Aim of the exercise - Each line in the records below, from the one that contains "writer.finish();" to the one that contains "if need > holdable", should be reproduced exactly, the first and last included.
=== Records shown ===
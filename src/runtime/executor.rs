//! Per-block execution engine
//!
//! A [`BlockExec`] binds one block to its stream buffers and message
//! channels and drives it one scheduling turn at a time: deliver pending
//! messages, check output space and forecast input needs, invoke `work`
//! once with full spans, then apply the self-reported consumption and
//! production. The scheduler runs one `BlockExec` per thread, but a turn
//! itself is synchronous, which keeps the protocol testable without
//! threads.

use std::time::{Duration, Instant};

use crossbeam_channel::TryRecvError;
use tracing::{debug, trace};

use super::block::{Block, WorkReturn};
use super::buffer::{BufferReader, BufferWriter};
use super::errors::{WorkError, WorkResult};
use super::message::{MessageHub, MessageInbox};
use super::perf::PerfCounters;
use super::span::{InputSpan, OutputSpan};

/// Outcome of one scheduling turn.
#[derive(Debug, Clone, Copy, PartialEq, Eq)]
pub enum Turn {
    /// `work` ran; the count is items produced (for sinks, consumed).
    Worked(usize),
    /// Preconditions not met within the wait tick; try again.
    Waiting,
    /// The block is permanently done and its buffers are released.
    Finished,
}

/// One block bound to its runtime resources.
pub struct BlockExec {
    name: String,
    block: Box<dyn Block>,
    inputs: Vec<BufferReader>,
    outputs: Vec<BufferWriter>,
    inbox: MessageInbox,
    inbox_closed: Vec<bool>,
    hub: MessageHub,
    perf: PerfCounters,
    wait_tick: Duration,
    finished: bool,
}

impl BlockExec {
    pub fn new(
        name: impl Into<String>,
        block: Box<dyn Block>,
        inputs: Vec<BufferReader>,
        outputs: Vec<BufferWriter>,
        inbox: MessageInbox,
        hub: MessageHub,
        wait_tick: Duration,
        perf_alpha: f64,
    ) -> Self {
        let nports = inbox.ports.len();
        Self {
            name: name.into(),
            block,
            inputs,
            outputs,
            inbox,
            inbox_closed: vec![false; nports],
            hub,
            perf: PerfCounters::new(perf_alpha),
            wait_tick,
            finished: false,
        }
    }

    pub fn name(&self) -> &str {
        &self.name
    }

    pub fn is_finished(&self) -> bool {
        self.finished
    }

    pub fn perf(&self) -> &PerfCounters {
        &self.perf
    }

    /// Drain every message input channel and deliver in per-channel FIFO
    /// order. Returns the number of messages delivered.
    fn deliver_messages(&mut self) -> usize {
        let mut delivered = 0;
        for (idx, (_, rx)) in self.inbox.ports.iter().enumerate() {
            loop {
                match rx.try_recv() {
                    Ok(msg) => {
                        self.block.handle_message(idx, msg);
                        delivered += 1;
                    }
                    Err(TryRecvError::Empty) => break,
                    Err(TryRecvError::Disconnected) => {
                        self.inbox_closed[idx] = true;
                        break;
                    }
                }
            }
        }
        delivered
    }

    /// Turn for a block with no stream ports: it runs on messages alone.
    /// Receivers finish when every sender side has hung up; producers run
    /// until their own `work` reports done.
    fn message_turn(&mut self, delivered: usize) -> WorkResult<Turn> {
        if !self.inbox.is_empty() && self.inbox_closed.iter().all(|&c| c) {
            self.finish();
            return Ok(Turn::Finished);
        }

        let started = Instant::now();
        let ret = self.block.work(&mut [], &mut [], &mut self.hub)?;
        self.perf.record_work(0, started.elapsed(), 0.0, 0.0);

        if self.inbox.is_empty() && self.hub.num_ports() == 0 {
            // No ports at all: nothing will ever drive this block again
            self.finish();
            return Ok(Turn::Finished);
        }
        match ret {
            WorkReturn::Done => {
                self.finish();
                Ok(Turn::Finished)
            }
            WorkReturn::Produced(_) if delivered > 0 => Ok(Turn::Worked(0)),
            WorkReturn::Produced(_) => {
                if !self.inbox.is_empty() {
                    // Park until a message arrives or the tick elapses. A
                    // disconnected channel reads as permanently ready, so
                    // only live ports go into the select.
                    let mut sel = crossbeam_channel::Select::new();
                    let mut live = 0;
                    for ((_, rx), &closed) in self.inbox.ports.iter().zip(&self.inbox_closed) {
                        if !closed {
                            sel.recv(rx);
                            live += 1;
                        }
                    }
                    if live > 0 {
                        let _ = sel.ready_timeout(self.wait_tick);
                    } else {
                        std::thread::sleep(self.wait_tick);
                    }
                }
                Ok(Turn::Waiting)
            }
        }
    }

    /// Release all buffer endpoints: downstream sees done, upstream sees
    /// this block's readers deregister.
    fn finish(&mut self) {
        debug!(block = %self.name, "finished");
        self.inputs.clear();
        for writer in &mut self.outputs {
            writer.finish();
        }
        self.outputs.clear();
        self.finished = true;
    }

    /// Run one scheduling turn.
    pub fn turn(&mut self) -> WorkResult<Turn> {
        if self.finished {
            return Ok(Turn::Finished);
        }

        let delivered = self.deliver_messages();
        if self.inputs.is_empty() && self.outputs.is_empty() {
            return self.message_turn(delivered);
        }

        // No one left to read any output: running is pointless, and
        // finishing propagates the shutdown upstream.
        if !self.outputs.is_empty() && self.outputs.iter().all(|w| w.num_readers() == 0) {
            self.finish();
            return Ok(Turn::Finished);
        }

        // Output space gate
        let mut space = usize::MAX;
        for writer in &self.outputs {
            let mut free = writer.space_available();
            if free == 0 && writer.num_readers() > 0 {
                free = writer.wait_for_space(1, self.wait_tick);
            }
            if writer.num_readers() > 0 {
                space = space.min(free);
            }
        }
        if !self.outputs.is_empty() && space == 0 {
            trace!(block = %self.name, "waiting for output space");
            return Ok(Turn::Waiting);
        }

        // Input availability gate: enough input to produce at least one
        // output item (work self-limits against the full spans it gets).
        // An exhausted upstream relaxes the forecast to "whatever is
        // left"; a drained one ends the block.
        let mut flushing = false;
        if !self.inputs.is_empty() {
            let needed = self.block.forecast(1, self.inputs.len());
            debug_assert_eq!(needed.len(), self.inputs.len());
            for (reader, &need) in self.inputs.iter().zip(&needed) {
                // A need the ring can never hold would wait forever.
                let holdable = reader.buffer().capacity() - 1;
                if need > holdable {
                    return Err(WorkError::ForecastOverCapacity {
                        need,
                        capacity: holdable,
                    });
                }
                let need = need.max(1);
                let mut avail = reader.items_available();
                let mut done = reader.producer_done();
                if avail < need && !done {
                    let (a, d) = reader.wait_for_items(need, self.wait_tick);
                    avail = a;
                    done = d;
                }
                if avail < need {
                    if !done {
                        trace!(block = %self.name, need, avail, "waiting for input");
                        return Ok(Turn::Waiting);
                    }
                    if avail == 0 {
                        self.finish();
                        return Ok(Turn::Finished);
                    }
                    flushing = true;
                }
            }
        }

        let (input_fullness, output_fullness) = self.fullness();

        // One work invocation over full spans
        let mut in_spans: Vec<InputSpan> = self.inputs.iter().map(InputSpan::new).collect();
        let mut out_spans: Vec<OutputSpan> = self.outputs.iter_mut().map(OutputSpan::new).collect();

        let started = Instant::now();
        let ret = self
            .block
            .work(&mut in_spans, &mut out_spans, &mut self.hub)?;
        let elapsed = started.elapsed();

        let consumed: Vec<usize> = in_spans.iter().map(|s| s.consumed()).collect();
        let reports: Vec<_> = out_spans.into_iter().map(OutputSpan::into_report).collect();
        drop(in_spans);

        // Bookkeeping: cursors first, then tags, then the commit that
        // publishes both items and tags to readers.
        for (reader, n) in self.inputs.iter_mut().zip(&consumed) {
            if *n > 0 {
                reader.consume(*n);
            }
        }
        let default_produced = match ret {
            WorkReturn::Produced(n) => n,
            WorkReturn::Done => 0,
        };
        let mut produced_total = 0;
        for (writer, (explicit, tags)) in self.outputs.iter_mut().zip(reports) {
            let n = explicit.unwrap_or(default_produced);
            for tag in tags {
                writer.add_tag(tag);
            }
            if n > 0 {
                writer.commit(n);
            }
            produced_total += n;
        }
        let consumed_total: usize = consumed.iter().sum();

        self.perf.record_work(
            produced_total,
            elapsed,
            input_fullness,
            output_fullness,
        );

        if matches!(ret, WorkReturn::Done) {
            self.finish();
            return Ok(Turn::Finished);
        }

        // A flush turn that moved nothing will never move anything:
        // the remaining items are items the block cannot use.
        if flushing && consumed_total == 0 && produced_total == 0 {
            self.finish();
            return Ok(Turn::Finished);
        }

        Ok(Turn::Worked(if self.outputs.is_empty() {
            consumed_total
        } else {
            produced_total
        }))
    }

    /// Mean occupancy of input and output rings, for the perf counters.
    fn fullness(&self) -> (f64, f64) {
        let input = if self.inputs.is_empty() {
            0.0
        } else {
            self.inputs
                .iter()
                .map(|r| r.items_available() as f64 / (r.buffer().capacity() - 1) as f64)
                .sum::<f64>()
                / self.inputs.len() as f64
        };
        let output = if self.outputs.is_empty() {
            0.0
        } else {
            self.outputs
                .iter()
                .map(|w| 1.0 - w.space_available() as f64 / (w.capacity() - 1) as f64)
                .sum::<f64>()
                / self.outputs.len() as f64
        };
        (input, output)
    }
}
===
Answer below -
            writer.finish();
        }
        self.outputs.clear();
        self.finished = true;
    }

    /// Run one scheduling turn.
    pub fn turn(&mut self) -> WorkResult<Turn> {
        if self.finished {
            return Ok(Turn::Finished);
        }

        let delivered = self.deliver_messages();
        if self.inputs.is_empty() && self.outputs.is_empty() {
            return self.message_turn(delivered);
        }

        // No one left to read any output: running is pointless, and
        // finishing propagates the shutdown upstream.
        if !self.outputs.is_empty() && self.outputs.iter().all(|w| w.num_readers() == 0) {
            self.finish();
            return Ok(Turn::Finished);
        }

        // Output space gate
        let mut space = usize::MAX;
        for writer in &self.outputs {
            let mut free = writer.space_available();
            if free == 0 && writer.num_readers() > 0 {
                free = writer.wait_for_space(1, self.wait_tick);
            }
            if writer.num_readers() > 0 {
                space = space.min(free);
            }
        }
        if !self.outputs.is_empty() && space == 0 {
            trace!(block = %self.name, "waiting for output space");
            return Ok(Turn::Waiting);
        }

        // Input availability gate: enough input to produce at least one
        // output item (work self-limits against the full spans it gets).
        // An exhausted upstream relaxes the forecast to "whatever is
        // left"; a drained one ends the block.
        let mut flushing = false;
        if !self.inputs.is_empty() {
            let needed = self.block.forecast(1, self.inputs.len());
            debug_assert_eq!(needed.len(), self.inputs.len());
            for (reader, &need) in self.inputs.iter().zip(&needed) {
                // A need the ring can never hold would wait forever.
                let holdable = reader.buffer().capacity() - 1;
                if need > holdable {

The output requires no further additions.